22. A kit for preparing nucleic acid-peptide complexes containing chaperone molecules, characterized in that, include: Double strand, The double strand is used to connect with the polypeptide molecule to be tested. The double-stranded polymer comprises a template molecule, a chaperone molecule, a first nucleic acid, and a second nucleic acid. At least a portion of the first nucleic acid is complementary to a first segment of the template molecule, and at least a portion of the second nucleic acid is complementary to a second segment of the template molecule. The chaperone molecule is attached to the 3' end of the first nucleic acid or the 5' end of the second nucleic acid. The template molecule has a first dot.
23. A kit for purifying nucleic acid-peptide complexes containing chaperone molecules, characterized in that, Including at least one of the first reagent, the second reagent and the carrier and the carrier complex, At least one of the carrier and the carrier complex is used to capture the nucleic acid-peptide complex containing the chaperone molecule. The first reagent is used to cleave the first site of the nucleic acid-peptide complex containing the chaperone molecule. The second reagent is used to cleave the second site in the nucleic acid-peptide complex containing the chaperone molecule or the second site in the carrier complex. Furthermore, the first reagent is different from the second reagent; Preferably, the first reagent and the second reagent are each independently selected from at least one of apurine-free endonuclease 1, RNase, endonuclease, User enzyme, or restriction endonuclease, and the first reagent is different from the second reagent; Preferably, the carrier is selected from at least one of the following: magnetic beads, magnetic sheets, gold nanoparticles, silicon particles, and gel particles; Preferably, the surface of the carrier has a first modification, and the first modification is selected from one of amino, carboxyl, hydroxyl, carbonyl, azide, alkyne, biotin, streptavidin, amylose, Ni-NTA, peptide and antigen; Preferably, the carrier complex comprises a third nucleic acid and the carrier, and the third nucleic acid has the second site; Preferably, the carrier surface in the carrier complex has a first modification, the end of the third nucleic acid has a second modification, and the carrier and the third nucleic acid react between the first modification and the second modification to form the carrier complex.

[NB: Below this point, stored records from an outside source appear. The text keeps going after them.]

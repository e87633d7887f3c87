use ratatui::style::Color;

/// Unicode partial block characters for smooth progress bars
const BLOCKS: [char; 9] = [' ', '▏', '▎', '▍', '▌', '▋', '▊', '▉', '█'];

/// Render a size bar using partial block characters
pub fn render_bar(percentage: f64, width: usize, color: Color) -> (String, Color) {
    if width == 0 {
        return (String::new(), color);
    }

    let percentage = percentage.clamp(0.0, 100.0);
    let filled = (percentage / 100.0) * width as f64;
    let full_blocks = (filled.floor() as usize).min(width);
    let partial = ((filled - full_blocks as f64) * 8.0).round() as usize;

    let mut bar: String = std::iter::repeat_n(BLOCKS[8], full_blocks).collect();
    if full_blocks < width && partial > 0 {
        bar.push(BLOCKS[partial.min(8)]);
    }

    let pad = width - bar.chars().count();
    bar.extend(std::iter::repeat_n(' ', pad));

    (bar, color)
}
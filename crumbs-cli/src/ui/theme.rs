use ratatui::style::Color;

/// Dark palette shared by every widget
pub struct Theme {
    pub bg: Color,
    pub bg_surface: Color,
    pub fg: Color,
    pub fg_dim: Color,
    pub fg_muted: Color,

    pub blue: Color,
    pub yellow: Color,
    pub red: Color,

    pub border: Color,
    pub selection_bg: Color,
    pub selection_fg: Color,

    // Share-of-total gradient, small to large
    pub size_small: Color,
    pub size_medium: Color,
    pub size_large: Color,
}

impl Default for Theme {
    fn default() -> Self {
        Self {
            bg: Color::Rgb(30, 30, 46),
            bg_surface: Color::Rgb(49, 50, 68),
            fg: Color::Rgb(205, 214, 244),
            fg_dim: Color::Rgb(166, 173, 200),
            fg_muted: Color::Rgb(127, 132, 156),

            blue: Color::Rgb(137, 180, 250),
            yellow: Color::Rgb(249, 226, 175),
            red: Color::Rgb(243, 139, 168),

            border: Color::Rgb(88, 91, 112),
            selection_bg: Color::Rgb(137, 180, 250),
            selection_fg: Color::Rgb(30, 30, 46),

            size_small: Color::Rgb(166, 227, 161),
            size_medium: Color::Rgb(249, 226, 175),
            size_large: Color::Rgb(243, 139, 168),
        }
    }
}

impl Theme {
    /// Color for an entry's share of all discovered bytes (0-100)
    pub fn size_color(&self, percentage: f64) -> Color {
        if percentage < 10.0 {
            self.size_small
        } else if percentage < 30.0 {
            let t = (percentage - 10.0) / 20.0;
            interpolate_color(self.size_small, self.size_medium, t)
        } else if percentage < 50.0 {
            self.size_medium
        } else {
            let t = ((percentage - 50.0) / 50.0).min(1.0);
            interpolate_color(self.size_medium, self.size_large, t)
        }
    }

    /// Checkbox color: checked entries stand out in the warning color
    pub fn checkbox_color(&self, checked: bool) -> Color {
        if checked { self.red } else { self.fg_muted }
    }
}

fn interpolate_color(from: Color, to: Color, t: f64) -> Color {
    match (from, to) {
        (Color::Rgb(r1, g1, b1), Color::Rgb(r2, g2, b2)) => {
            Color::Rgb(lerp(r1, r2, t), lerp(g1, g2, t), lerp(b1, b2, t))
        }
        _ => to,
    }
}

fn lerp(a: u8, b: u8, t: f64) -> u8 {
    let a = a as f64;
    let b = b as f64;
    (a + (b - a) * t).round() as u8
}

#[cfg(test)]
mod tests {
    use super::*;

    #[test]
    fn test_size_color_endpoints() {
        let theme = Theme::default();
        assert_eq!(theme.size_color(0.0), theme.size_small);
        assert_eq!(theme.size_color(40.0), theme.size_medium);
        assert_eq!(theme.size_color(100.0), theme.size_large);
    }

    #[test]
    fn test_size_color_interpolates() {
        let theme = Theme::default();
        // Halfway between green (166, 227, 161) and yellow (249, 226, 175)
        assert_eq!(theme.size_color(20.0), Color::Rgb(208, 227, 168));
    }
}
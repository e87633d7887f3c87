use crumbs_core::MenuEvent;

/// User actions that can be performed in the menu
#[derive(Debug, Clone, Copy, PartialEq, Eq)]
pub enum Action {
    /// An event for the selection state machine
    Menu(MenuEvent),
    /// Show help overlay
    ShowHelp,
    /// Hide help overlay
    HideHelp,
    /// No action (unbound keys, ticks)
    Tick,
}
mod event;
mod handler;
mod session;

pub use session::TuiSession;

24. The use of the nucleic acid-peptide complex containing a chaperone molecule according to any one of claims 1 to 10, the nucleic acid-peptide complex containing a chaperone molecule prepared by the method according to any one of claims 11 to 13, the nucleic acid-peptide complex containing a chaperone molecule purified by the method according to any one of claims 14 to 20, the peptide library according to claim 21, and / or the kit according to claim 22 or 23 in high-throughput sequencing.

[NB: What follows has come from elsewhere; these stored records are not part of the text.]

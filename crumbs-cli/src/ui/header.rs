use crumbs_core::{DiskSnapshot, format_size};
use ratatui::{
    buffer::Buffer,
    layout::Rect,
    style::{Modifier, Style},
    widgets::Widget,
};

use crate::app::AppState;

use super::theme::Theme;

/// Header widget showing title, mode and disk status
pub struct Header<'a> {
    state: &'a AppState,
    found: usize,
    theme: &'a Theme,
}

impl<'a> Header<'a> {
    pub fn new(state: &'a AppState, found: usize, theme: &'a Theme) -> Self {
        Self {
            state,
            found,
            theme,
        }
    }
}

/// Right-hand disk label; an unmeasured disk shows as N/A
pub fn disk_label(disk: Option<&DiskSnapshot>) -> String {
    match disk {
        Some(d) => format!(
            "{} free of {}",
            format_size(d.free_bytes),
            format_size(d.total_bytes)
        ),
        None => "Disk: N/A".to_string(),
    }
}

impl Widget for Header<'_> {
    fn render(self, area: Rect, buf: &mut Buffer) {
        if area.width < 40 || area.height < 1 {
            return;
        }

        let title_style = Style::default()
            .fg(self.theme.blue)
            .add_modifier(Modifier::BOLD);
        buf.set_string(area.x + 1, area.y, "CRUMBS", title_style);
        buf.set_string(
            area.x + 8,
            area.y,
            "─",
            Style::default().fg(self.theme.border),
        );

        let subtitle = format!(
            "{} cache target{} found",
            self.found,
            if self.found == 1 { "" } else { "s" }
        );
        buf.set_string(
            area.x + 10,
            area.y,
            &subtitle,
            Style::default().fg(self.theme.fg),
        );

        let mut x = area.x + 10 + subtitle.len() as u16 + 2;
        if self.state.dry_run && x + 9 < area.x + area.width {
            let badge_style = Style::default()
                .fg(self.theme.yellow)
                .add_modifier(Modifier::BOLD);
            buf.set_string(x, area.y, "[DRY RUN]", badge_style);
            x += 11;
        }

        let status = disk_label(self.state.disk.as_ref());
        let status_len = status.chars().count() as u16;
        if area.width > status_len + 2 {
            let status_x = area.x + area.width - status_len - 2;
            if status_x > x {
                buf.set_string(status_x, area.y, &status, Style::default().fg(self.theme.fg_dim));
            }
        }
    }
}

#[cfg(test)]
mod tests {
    use super::*;

    #[test]
    fn test_disk_label() {
        let disk = DiskSnapshot {
            free_bytes: 2 * 1024 * 1024 * 1024,
            total_bytes: 8 * 1024 * 1024 * 1024,
        };
        assert_eq!(disk_label(Some(&disk)), "2.0 GB free of 8.0 GB");
        assert_eq!(disk_label(None), "Disk: N/A");
    }
}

25. A method for sequencing a polypeptide, characterized in that, The method includes: The polypeptide library of claim 21 is added to the detection solution chamber. Under the action of an electric field, the polypeptide library is controlled by motor proteins to pass through the nanopores, thereby obtaining the electrical signal corresponding to the polypeptide; and The electrical signal is decoded to determine the amino acid information of the polypeptide. Optionally, the amino acid information of the polypeptide includes amino acid sequence information and amino acid modification information.